Le discussioni filosofiche, tuttavia, tendono a generalizzare la questione, proiettandola nel futuro: ponendo il caso che le tecniche osservative e diagnostiche fossero perfezionate, quali potrebbero essere le conseguenze? Secondo Perelboom, che accoglie la tesi sull’illusione del libero arbitrio, si dovrebbe considerare l’azione criminale come una “malattia”, come tale non suscettibile di biasimo morale e di rabbia, ma solo di misure restrittive. Raccogliendo la sfida De Caro formula una vera e propria “antinomia” del giudizio neuroscientifico: da una parte gli esseri umani, in quanto sottoposti alle leggi della natura, non sono liberi; dall’altra parte, “l’intuizione suggerisce in maniera altrettanto netta che la libertà è indispensabile per le nostre attribuzioni di responsabilità”.

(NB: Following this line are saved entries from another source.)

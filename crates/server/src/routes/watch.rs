//! POST /search/watch — attach a chat destination to a session and request
//! a short replay of its recent events. Replay delivery itself is an
//! external collaborator's concern; this handler only validates the request,
//! records the attachment, and echoes back what was accepted.

use std::sync::Arc;

use axum::{extract::State, http::StatusCode, routing::post, Json, Router};
use serde::{Deserialize, Serialize};
use session_watch_types::DestinationKind;

use crate::destinations::DEFAULT_REPLAY_COUNT;
use crate::error::{ApiError, ApiResult};
use crate::state::AppState;

#[derive(Debug, Clone, Copy, PartialEq, Eq, Serialize, Deserialize)]
#[serde(rename_all = "snake_case")]
pub enum Preset {
    Mobile,
    Desktop,
}

#[derive(Debug, Deserialize)]
#[serde(tag = "type", rename_all = "snake_case")]
pub enum WatchDestination {
    Telegram { chat_id: String },
    Slack { channel: String },
}

impl WatchDestination {
    fn kind(&self) -> DestinationKind {
        match self {
            WatchDestination::Telegram { .. } => DestinationKind::ChatA,
            WatchDestination::Slack { .. } => DestinationKind::ChatB,
        }
    }

    fn identifier(&self) -> &str {
        match self {
            WatchDestination::Telegram { chat_id } => chat_id,
            WatchDestination::Slack { channel } => channel,
        }
    }
}

#[derive(Debug, Default, Deserialize)]
pub struct WatchRequest {
    pub session_id: Option<String>,
    pub destination: Option<WatchDestination>,
    pub preset: Option<Preset>,
    pub replay_count: Option<u32>,
}

#[derive(Debug, Serialize)]
pub struct WatchResponse {
    pub attached: bool,
    pub session_id: String,
    pub preset: Preset,
    pub session_summary: Option<String>,
}

async fn watch_handler(State(state): State<Arc<AppState>>, body: Option<Json<WatchRequest>>) -> ApiResult<(StatusCode, Json<WatchResponse>)> {
    let Some(Json(req)) = body else {
        return Err(ApiError::BadRequest("invalid JSON body".to_string()));
    };

    let session_id = req.session_id.ok_or_else(|| ApiError::BadRequest("session_id required".to_string()))?;
    let destination = req.destination.ok_or_else(|| ApiError::BadRequest("destination required".to_string()))?;
    let preset = req.preset.ok_or_else(|| ApiError::BadRequest("preset must be 'mobile' or 'desktop'".to_string()))?;
    let replay_count = req.replay_count.unwrap_or(DEFAULT_REPLAY_COUNT);

    let bot_token_configured = match destination.kind() {
        DestinationKind::ChatA => state.telegram_bot_token.is_some(),
        DestinationKind::ChatB => state.slack_bot_token.is_some(),
    };
    if !bot_token_configured {
        return Err(ApiError::DestinationNotConfigured);
    }

    let session = state.indexer.get_session(&session_id).await?;
    let attached = state
        .destinations
        .attach(&session_id, &session.file_path, destination.kind(), destination.identifier(), replay_count);

    Ok((
        StatusCode::CREATED,
        Json(WatchResponse {
            attached,
            session_id,
            preset,
            session_summary: session.summary,
        }),
    ))
}

pub fn router() -> Router<Arc<AppState>> {
    Router::new().route("/search/watch", post(watch_handler))
}

#[cfg(test)]
mod tests {
    use super::*;

    #[test]
    fn telegram_destination_maps_to_chat_a() {
        let dest = WatchDestination::Telegram { chat_id: "123".to_string() };
        assert_eq!(dest.kind(), DestinationKind::ChatA);
        assert_eq!(dest.identifier(), "123");
    }

    #[test]
    fn slack_destination_maps_to_chat_b() {
        let dest = WatchDestination::Slack { channel: "C1".to_string() };
        assert_eq!(dest.kind(), DestinationKind::ChatB);
        assert_eq!(dest.identifier(), "C1");
    }
}
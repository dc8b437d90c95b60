//! Persisted destinations configuration: which chat identifiers are
//! attached to which session, surviving process restarts.
//!
//! Stored as YAML at `<state_dir>/destinations.yaml`, written atomically
//! (temp file + rename) the same way the session index is.

use std::collections::HashMap;
use std::path::{Path, PathBuf};

use serde::{Deserialize, Serialize};

use crate::error::ConfigError;

/// Destinations attached to a single session, grouped by chat surface.
///
/// `path` is the session file's absolute path at the time it was first
/// attached — persisted so `restore_from_config` can re-invoke
/// `on_session_start` after a restart without re-reading the index first.
#[derive(Debug, Clone, Default, PartialEq, Serialize, Deserialize)]
pub struct SessionConfigEntry {
    #[serde(default)]
    pub path: String,
    #[serde(default)]
    pub chat_a: Vec<String>,
    #[serde(default)]
    pub chat_b: Vec<String>,
}

impl SessionConfigEntry {
    pub fn is_empty(&self) -> bool {
        self.chat_a.is_empty() && self.chat_b.is_empty()
    }
}

/// The destinations config file: one entry per session that has at least
/// one attached chat destination.
#[derive(Debug, Clone, Default, Serialize, Deserialize)]
pub struct Config {
    #[serde(default)]
    pub sessions: HashMap<String, SessionConfigEntry>,
}

impl Config {
    pub fn load(path: &Path) -> Result<Self, ConfigError> {
        let contents = match std::fs::read_to_string(path) {
            Ok(contents) => contents,
            Err(err) if err.kind() == std::io::ErrorKind::NotFound => {
                return Ok(Self::default());
            }
            Err(err) => return Err(ConfigError::io(path, err)),
        };

        serde_yaml::from_str(&contents).map_err(|source| ConfigError::Malformed {
            path: path.to_path_buf(),
            source,
        })
    }

    pub fn save(&self, path: &Path) -> Result<(), ConfigError> {
        let yaml = serde_yaml::to_string(self).map_err(|source| ConfigError::Malformed {
            path: path.to_path_buf(),
            source,
        })?;

        let tmp_path = tmp_path_for(path);
        std::fs::write(&tmp_path, yaml).map_err(|err| ConfigError::io(&tmp_path, err))?;
        std::fs::rename(&tmp_path, path).map_err(|err| ConfigError::io(path, err))?;
        Ok(())
    }
}

fn tmp_path_for(path: &Path) -> PathBuf {
    let mut tmp = path.as_os_str().to_os_string();
    tmp.push(".tmp");
    PathBuf::from(tmp)
}

#[cfg(test)]
mod tests {
    use super::*;
    use tempfile::tempdir;

    #[test]
    fn load_missing_file_returns_empty_config() {
        let dir = tempdir().unwrap();
        let path = dir.path().join("destinations.yaml");
        let config = Config::load(&path).unwrap();
        assert!(config.sessions.is_empty());
    }

    #[test]
    fn save_then_load_round_trips() {
        let dir = tempdir().unwrap();
        let path = dir.path().join("destinations.yaml");

        let mut config = Config::default();
        config.sessions.insert(
            "abc123".to_string(),
            SessionConfigEntry {
                path: "/home/alice/.claude/projects/-tmp/abc123.jsonl".to_string(),
                chat_a: vec!["C0123:456".to_string()],
                chat_b: vec!["-100999:789".to_string()],
            },
        );
        config.save(&path).unwrap();

        let loaded = Config::load(&path).unwrap();
        assert_eq!(loaded.sessions.get("abc123"), config.sessions.get("abc123"));
    }

    #[test]
    fn save_does_not_leave_a_tmp_file_behind() {
        let dir = tempdir().unwrap();
        let path = dir.path().join("destinations.yaml");
        Config::default().save(&path).unwrap();
        assert!(!tmp_path_for(&path).exists());
        assert!(path.exists());
    }

    #[test]
    fn session_config_entry_is_empty_with_no_destinations() {
        assert!(SessionConfigEntry::default().is_empty());
    }
}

Una prospettiva fortemente rappresentata nel volume, anche alla luce del lavoro interdisciplinare, è che questa antinomia possa essere superata, mostrando come entrambi i punti di vista, quello scientifico e quello dell’intuizione comune, possano coesistere senza contraddizione. Per un verso, non si può negare il fondamento naturale delle capacità umane e, pertanto, anche il condizionamento inevitabile che l’accertamento di patologie e disfunzioni – condotto con le dovute cautele metodologiche – può avere sulla pratica giuridica. Ma non c’è ragione di concludere che questo debba sconvolgere dall’esterno l’intero fondamento dei codici civili e penali, la responsabilità. L’attribuzione di responsabilità costituisce infatti un presupposto della vita sociale, che non è scalfito dall’indagine neuroscientifica (Bagnoli, Reichlin).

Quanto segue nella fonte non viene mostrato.